What is required: Your task is to write out the lines from the line containing "reference_pattern → area_search" through the last line of the material, exactly.

Source information:
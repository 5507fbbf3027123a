use rumqttc::QoS;
use serde_json::Value;
use std::fmt;
use thiserror::Error;

// ---------------------------------------------------------------------------
// Channels
// ---------------------------------------------------------------------------

/// A sensor stream, named by the last topic segment (lower-cased).  The name
/// doubles as the telemetry log key.
#[derive(Debug, Clone, PartialEq, Eq)]
pub enum Channel {
    Moisture(String),
    WaterLevel(String),
    Other(String),
}

impl Channel {
    /// "esp32/sensor/soilMoisture" → `Moisture("soilmoisture")`.
    pub fn from_topic(topic: &str) -> Self {
        let name = topic.rsplit('/').next().unwrap_or_default().to_lowercase();
        if name.contains("soil") {
            Self::Moisture(name)
        } else if name.contains("water") {
            Self::WaterLevel(name)
        } else {
            Self::Other(name)
        }
    }

    pub fn name(&self) -> &str {
        match self {
            Self::Moisture(n) | Self::WaterLevel(n) | Self::Other(n) => n,
        }
    }

    pub fn is_moisture(&self) -> bool {
        matches!(self, Self::Moisture(_))
    }
}

impl fmt::Display for Channel {
    fn fmt(&self, f: &mut fmt::Formatter<'_>) -> fmt::Result {
        f.write_str(self.name())
    }
}

// ---------------------------------------------------------------------------
// Payload helpers
// ---------------------------------------------------------------------------

#[derive(Debug, Error, PartialEq)]
pub enum PayloadError {
    #[error("payload is not json: {0}")]
    NotJson(String),
    #[error("payload is not a single-key json object")]
    NotObject,
}

/// Decode a payload as text, replacing invalid UTF-8 and trimming whitespace.
pub fn payload_text(payload: &[u8]) -> String {
    String::from_utf8_lossy(payload).trim().to_string()
}

/// Extract the value of a `{"<name>": <value>}` payload.  If the sender
/// included more than one key, the lexically first one wins.
pub fn parse_payload(payload: &[u8]) -> Result<Value, PayloadError> {
    let text = payload_text(payload);
    let parsed: Value =
        serde_json::from_str(&text).map_err(|e| PayloadError::NotJson(e.to_string()))?;
    match parsed {
        Value::Object(map) => map
            .into_iter()
            .next()
            .map(|(_, v)| v)
            .ok_or(PayloadError::NotObject),
        _ => Err(PayloadError::NotObject),
    }
}

/// Map a numeric QoS level from config onto rumqttc's enum.
pub fn qos_from_level(level: u8) -> QoS {
    match level {
        0 => QoS::AtMostOnce,
        2 => QoS::ExactlyOnce,
        _ => QoS::AtLeastOnce,
    }
}

// ===========================================================================
// Tests
// ===========================================================================
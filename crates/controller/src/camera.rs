//! Still-image capture for controller snapshots.
//!
//! Capture shells out to the Pi camera stack's still tool, which writes a
//! JPEG to stdout.  It is slow (sensor start-up plus exposure) and only ever
//! runs on the snapshot worker.

use std::process::Stdio;
use std::sync::Arc;

use async_trait::async_trait;
use thiserror::Error;
use tokio::process::Command;

use crate::config::CameraConfig;

#[derive(Debug, Error)]
pub enum CaptureError {
    #[error("camera disabled")]
    Disabled,
    #[error("failed to run '{command}': {source}")]
    Spawn {
        command: String,
        #[source]
        source: std::io::Error,
    },
    #[error("'{command}' exited with {status}: {stderr}")]
    Exit {
        command: String,
        status: std::process::ExitStatus,
        stderr: String,
    },
    #[error("'{command}' produced no image data")]
    Empty { command: String },
}

#[async_trait]
pub trait SnapshotProvider: Send + Sync {
    /// Capture one frame and return it JPEG-encoded.
    async fn capture_encoded(&self) -> Result<Vec<u8>, CaptureError>;
}

pub fn from_config(cfg: &CameraConfig) -> Arc<dyn SnapshotProvider> {
    if cfg.enabled {
        tracing::info!(command = %cfg.command, width = cfg.width, height = cfg.height, "camera ready");
        Arc::new(CommandCamera::new(cfg))
    } else {
        tracing::info!("camera disabled — controller records carry no image");
        Arc::new(DisabledCamera)
    }
}

// ---------------------------------------------------------------------------
// External still-capture command
// ---------------------------------------------------------------------------

pub struct CommandCamera {
    command: String,
    args: Vec<String>,
}

impl CommandCamera {
    pub fn new(cfg: &CameraConfig) -> Self {
        let args = vec![
            "-n".to_string(), // no preview window
            "-t".into(),
            "1".into(),
            "--width".into(),
            cfg.width.to_string(),
            "--height".into(),
            cfg.height.to_string(),
            "-e".into(),
            "jpg".into(),
            "-o".into(),
            "-".into(),
        ];

        Self {
            command: cfg.command.clone(),
            args,
        }
    }
}

#[async_trait]
impl SnapshotProvider for CommandCamera {
    async fn capture_encoded(&self) -> Result<Vec<u8>, CaptureError> {
        let output = Command::new(&self.command)
            .args(&self.args)
            .stdin(Stdio::null())
            .kill_on_drop(true)
            .output()
            .await
            .map_err(|source| CaptureError::Spawn {
                command: self.command.clone(),
                source,
            })?;

        if !output.status.success() {
            return Err(CaptureError::Exit {
                command: self.command.clone(),
                status: output.status,
                stderr: String::from_utf8_lossy(&output.stderr).trim().to_string(),
            });
        }
        if output.stdout.is_empty() {
            return Err(CaptureError::Empty {
                command: self.command.clone(),
            });
        }
        Ok(output.stdout)
    }
}

pub struct DisabledCamera;

#[async_trait]
impl SnapshotProvider for DisabledCamera {
    async fn capture_encoded(&self) -> Result<Vec<u8>, CaptureError> {
        Err(CaptureError::Disabled)
    }
}

// ===========================================================================
// Tests
// ===========================================================================
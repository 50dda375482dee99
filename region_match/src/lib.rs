// THEORY:
// This file is the main entry point for the `region_match` library crate. It decides
// whether two screen regions show "the same visual state" by reducing each region to a
// small colour/texture fingerprint and scoring fingerprints against each other.
//
// The `pipeline` module is the clean, high-level interface: it re-exports the value
// types and exposes every stage as a plain function. `parallel_pipeline` adds an
// optional worker pool for running many independent searches at once. The stages
// themselves live in `core_modules`, leaf-first:
//
//   pixel → chunk → grid_sampler → color_space → similarity → reference_pattern → area_search
//
// Screenshot capture, the automation condition tree, input control and any messaging
// between processes are deliberately absent; they feed bitmaps and regions in and carry
// verdicts out.

pub mod core_modules;
pub mod error;
pub mod parallel_pipeline;
pub mod pipeline;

Reply to the task:
//   pixel → chunk → grid_sampler → color_space → similarity → reference_pattern → area_search
//
// Screenshot capture, the automation condition tree, input control and any messaging
// between processes are deliberately absent; they feed bitmaps and regions in and carry
// verdicts out.

pub mod core_modules;
pub mod error;
pub mod parallel_pipeline;
pub mod pipeline;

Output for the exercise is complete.